Tuesday, August 1, 2017

Thoughts on artificial gravity

Last week I was watching the prestige science fiction film Arrival and it made me think about Star Trek and Star Wars.

Wait - stop! No, come back! Hear me out!

In Arrival the mysterious alien ships visiting Earth can be accessed by their human visitors through a sort of airlock. Because the ship has artificial gravity on board this causes people entering the ship to suddenly float at a right-angle as they shift from Earth's gravity to that of the ship's.

It's a moment meant to emphasize the strangeness of encountering another species but it caused me to reflect on how this science is normally used in science fiction. Some science fiction avoids the question of gravity aboard ships at all, preferring zero-gravity environments. But in Star Trek and Star Wars, the world's two most popular science fiction franchises, artificial gravity is a given.

The issues surrounding artificial gravity rarely come up on Star Trek. From time to time there would be a gravity failure on one of the ships. Enterprise, being the series set at the chronologically earliest point of the franchise, played with gravity a little more than the others - there were certain gravity glitches the characters would experience.

Yet Enterprise ignored an idea which Arrival explored - what about the airlock? That series frequently had alien visitors board the ship through its airlock (as transporter technology wasn't fully reliable). What would have happened if a visiting ship had to dock at a 90 degree angle because of its physical shape? What would a boarding sequence look like in that instance?

But then I began to think about artificial gravity in Star Wars and realized, "oh yeah - they have that too." Many have argued Star Wars is more fantasy than science fiction and I'm afraid I'm about to repeat that argument. Space and technology in the Star Wars films is extremely familiar and lived-in. Everyone is accustomed to being around some 200 different species at any given time, traveling through space at faster-than-light speeds is a given and the franchise's most popular vehicle is deemed "a piece of junk" by its universe's standards.

Where I would say Arrival and Star Trek hold concepts in common is that the characters experience a sense of awe and wonder as they're exposed to the wider universe. In Star Wars, all of the awe and wonder is calculated as an effect upon the audience, not so much as to be experienced by the characters. That is, we in the audience are supposed to think the Millennium Falcon is cool; those in the film do not.

What would exploration even look like in the Star Wars universe? It seems as though everything in that franchise has to be somehow connected to the Force. If you're mastering the Force, what else could the universe offer you? Among their thousands of culturally-acclimated aliens, why would people in the Star Wars universe want to go seeking another race? What purpose do planets serve in the Star Wars universe beyond military and commercial ventures?

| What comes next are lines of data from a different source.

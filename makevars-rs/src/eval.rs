//! `$(...)` reference evaluation.
//!
//! Supported forms:
//!
//! | Form                          | Result                                          |
//! |-------------------------------|-------------------------------------------------|
//! | `$(NAME)`                     | value of `NAME`, looked up verbatim             |
//! | `$(addsuffix SUFFIX, A B ...)`| `ASUFFIX BSUFFIX ...`                           |
//!
//! References nest (`$($(KIND)_FLAGS)`), so evaluation runs a stack of
//! frames: `$(` opens a frame, `)` closes the top one, resolves its text and
//! appends the result to the frame below.  Resolved values are not scanned
//! again; only references present in the input are expanded.
//!
//! A `)` with no open reference is literal text.  A `$(` with no `)` is an
//! error.

use std::collections::{BTreeMap, HashMap};
use std::hash::BuildHasher;
use std::sync::OnceLock;

use regex::Regex;

use crate::error::{MakeError, Result};
use crate::vars::MakeVars;

const ADDSUFFIX: &str = "addsuffix ";

/// Variable source for [`evaluate`].
pub trait VarLookup {
    fn lookup(&self, name: &str) -> Option<&str>;
}

impl VarLookup for MakeVars {
    fn lookup(&self, name: &str) -> Option<&str> {
        self.get(name)
    }
}

impl<S: BuildHasher> VarLookup for HashMap<String, String, S> {
    fn lookup(&self, name: &str) -> Option<&str> {
        self.get(name).map(String::as_str)
    }
}

impl VarLookup for BTreeMap<String, String> {
    fn lookup(&self, name: &str) -> Option<&str> {
        self.get(name).map(String::as_str)
    }
}

impl<T: VarLookup + ?Sized> VarLookup for &T {
    fn lookup(&self, name: &str) -> Option<&str> {
        (**self).lookup(name)
    }
}

// ── Tokens ────────────────────────────────────────────────────────────────────

#[derive(Debug, Clone, Copy, PartialEq, Eq)]
enum Token<'a> {
    Open,
    Close,
    Text(&'a str),
}

fn delimiter_re() -> &'static Regex {
    static RE: OnceLock<Regex> = OnceLock::new();
    RE.get_or_init(|| Regex::new(r"\$\(|\)").expect("delimiter pattern is valid"))
}

/// Split `expr` at `$(` and `)`, keeping the delimiters as tokens.
fn tokenize(expr: &str) -> Vec<Token<'_>> {
    let mut tokens = Vec::new();
    let mut last = 0;
    for m in delimiter_re().find_iter(expr) {
        if m.start() > last {
            tokens.push(Token::Text(&expr[last..m.start()]));
        }
        tokens.push(if m.as_str() == ")" { Token::Close } else { Token::Open });
        last = m.end();
    }
    if last < expr.len() {
        tokens.push(Token::Text(&expr[last..]));
    }
    tokens
}

// ── Evaluation ────────────────────────────────────────────────────────────────

/// Expand every `$(...)` reference in `expr` against `vars`.
///
/// Fails with [`MakeError::UndefinedVariable`] for an unknown name,
/// [`MakeError::UnbalancedReference`] for an unclosed `$(`, and
/// [`MakeError::Arity`] for a malformed `addsuffix` call.
pub fn evaluate<V: VarLookup + ?Sized>(expr: &str, vars: &V) -> Result<String> {
    // Bottom frame collects the output; each open reference adds one.
    let mut stack: Vec<String> = vec![String::new()];

    for token in tokenize(expr) {
        match token {
            Token::Open => stack.push(String::new()),
            Token::Close if stack.len() > 1 => {
                let name = stack.pop().unwrap_or_default();
                let value = resolve(&name, vars)?;
                if let Some(top) = stack.last_mut() {
                    top.push_str(&value);
                }
            }
            Token::Close => {
                if let Some(top) = stack.last_mut() {
                    top.push(')');
                }
            }
            Token::Text(text) => {
                if let Some(top) = stack.last_mut() {
                    top.push_str(text);
                }
            }
        }
    }

    if stack.len() != 1 {
        return Err(MakeError::UnbalancedReference { expr: expr.to_owned() });
    }
    Ok(stack.pop().unwrap_or_default())
}

/// Resolve the text between `$(` and `)`.
fn resolve<V: VarLookup + ?Sized>(name: &str, vars: &V) -> Result<String> {
    if let Some(call) = name.strip_prefix(ADDSUFFIX) {
        return addsuffix(call, name);
    }
    match vars.lookup(name) {
        Some(value) => {
            tracing::trace!(name, value, "resolved reference");
            Ok(value.to_owned())
        }
        None => Err(MakeError::UndefinedVariable { name: name.to_owned() }),
    }
}

/// `addsuffix SUFFIX, ARGS`: append `SUFFIX` to each word of `ARGS`.
fn addsuffix(call: &str, full: &str) -> Result<String> {
    let parts: Vec<&str> = call.split(',').collect();
    let [suffix, args] = parts[..] else {
        return Err(MakeError::Arity { call: full.to_owned(), parts: parts.len() });
    };
    let suffix = suffix.trim();
    Ok(args
        .split_whitespace()
        .map(|arg| format!("{arg}{suffix}"))
        .collect::<Vec<_>>()
        .join(" "))
}

// ── Tests ─────────────────────────────────────────────────────────────────────

#[cfg(test)]
mod tests {
    use super::*;

    fn vars(pairs: &[(&str, &str)]) -> MakeVars {
        pairs.iter().copied().collect()
    }

    fn eval(expr: &str, pairs: &[(&str, &str)]) -> Result<String> {
        evaluate(expr, &vars(pairs))
    }

    #[test]
    fn tokenize_keeps_delimiters() {
        use Token::*;
        assert_eq!(
            tokenize("a$(B)c)"),
            vec![Text("a"), Open, Text("B"), Close, Text("c"), Close]
        );
        assert_eq!(tokenize("$($(X))"), vec![Open, Open, Text("X"), Close, Close]);
        assert!(tokenize("").is_empty());
    }

    #[test]
    fn lone_dollar_and_paren_are_text() {
        assert_eq!(tokenize("$ ( $x"), vec![Token::Text("$ ( $x")]);
    }

    #[test]
    fn plain_text_unchanged() {
        assert_eq!(eval("-O2 -Wall", &[]).unwrap(), "-O2 -Wall");
        assert_eq!(eval("", &[]).unwrap(), "");
    }

    #[test]
    fn single_reference() {
        assert_eq!(eval("$(X)", &[("X", "1")]).unwrap(), "1");
    }

    #[test]
    fn adjacent_references() {
        assert_eq!(eval("$(A)$(B)", &[("A", "x"), ("B", "y")]).unwrap(), "xy");
    }

    #[test]
    fn reference_with_surrounding_text() {
        assert_eq!(
            eval("-I$(SRC)/include -DV=$(VER)", &[("SRC", "src"), ("VER", "3")]).unwrap(),
            "-Isrc/include -DV=3"
        );
    }

    #[test]
    fn nested_reference() {
        let pairs = [("KIND", "OPT"), ("OPT_FLAGS", "-O3")];
        assert_eq!(eval("$($(KIND)_FLAGS)", &pairs).unwrap(), "-O3");
    }

    #[test]
    fn resolved_values_are_not_rescanned() {
        assert_eq!(eval("$(A)", &[("A", "$(B)")]).unwrap(), "$(B)");
    }

    #[test]
    fn lookup_is_verbatim() {
        assert!(matches!(
            eval("$( X )", &[("X", "1")]),
            Err(MakeError::UndefinedVariable { ref name }) if name == " X "
        ));
        assert!(matches!(
            eval("$(x)", &[("X", "1")]),
            Err(MakeError::UndefinedVariable { ref name }) if name == "x"
        ));
    }

    #[test]
    fn missing_variable() {
        assert!(matches!(
            eval("$(MISSING)", &[]),
            Err(MakeError::UndefinedVariable { ref name }) if name == "MISSING"
        ));
    }

    #[test]
    fn unclosed_reference() {
        assert!(matches!(
            eval("$(A", &[("A", "1")]),
            Err(MakeError::UnbalancedReference { ref expr }) if expr == "$(A"
        ));
        assert!(matches!(eval("x $($(A)", &[("A", "1")]), Err(MakeError::UnbalancedReference { .. })));
    }

    #[test]
    fn stray_close_is_literal() {
        assert_eq!(eval("a)b", &[]).unwrap(), "a)b");
        assert_eq!(eval("$(A))", &[("A", "1")]).unwrap(), "1)");
    }

    #[test]
    fn addsuffix() {
        assert_eq!(eval("$(addsuffix .c, foo bar)", &[]).unwrap(), "foo.c bar.c");
        assert_eq!(eval("$(addsuffix  .o ,a  b\tc )", &[]).unwrap(), "a.o b.o c.o");
    }

    #[test]
    fn addsuffix_with_nested_references() {
        let pairs = [("EXT", ".cc"), ("SRCS", "main util")];
        assert_eq!(eval("$(addsuffix $(EXT), $(SRCS))", &pairs).unwrap(), "main.cc util.cc");
    }

    #[test]
    fn addsuffix_no_args() {
        assert_eq!(eval("[$(addsuffix .c, )]", &[]).unwrap(), "[]");
    }

    #[test]
    fn addsuffix_arity() {
        assert!(matches!(
            eval("$(addsuffix .c foo)", &[]),
            Err(MakeError::Arity { parts: 1, .. })
        ));
        assert!(matches!(
            eval("$(addsuffix .c, a, b)", &[]),
            Err(MakeError::Arity { parts: 3, .. })
        ));
    }

    #[test]
    fn other_functions_are_variable_names() {
        assert!(matches!(
            eval("$(addprefix x, a)", &[]),
            Err(MakeError::UndefinedVariable { ref name }) if name == "addprefix x, a"
        ));
        assert_eq!(eval("$(odd name)", &[("odd name", "ok")]).unwrap(), "ok");
        // No trailing space: not the function.
        assert!(matches!(eval("$(addsuffix)", &[]), Err(MakeError::UndefinedVariable { .. })));
    }

    #[test]
    fn works_with_std_maps() {
        let mut map = HashMap::new();
        map.insert("A".to_owned(), "1".to_owned());
        assert_eq!(evaluate("$(A)", &map).unwrap(), "1");

        let tree: BTreeMap<String, String> = [("B".to_owned(), "2".to_owned())].into();
        assert_eq!(evaluate("$(B)", &tree).unwrap(), "2");
    }
}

The aliens in Arrival possess certain abilities (no spoilers offered) and the knowledge they carry changes the course of humanity. In Star Trek, various aliens have been shown to possess different abilities or cultural values which provide interesting contrasts against humanity's (one notable Trek race has the same abilities as the Arrival aliens). But in Star Wars, the only people credited with particular powers or beliefs worth coveting are those who use the Force. It is, as David Brin has argued, a pro-elitist perspective. For all that multiculturalism seems to be a universal norm in Star Wars (outside of the very British Imperials) the Force divides the universe into haves and have-nots. To paraphrase George Orwell, in Star Wars all people are equal but some are more equal than others.

And that's what the artificial gravity made me think of. Even Gravity didn't inspire me to think this much about gravity.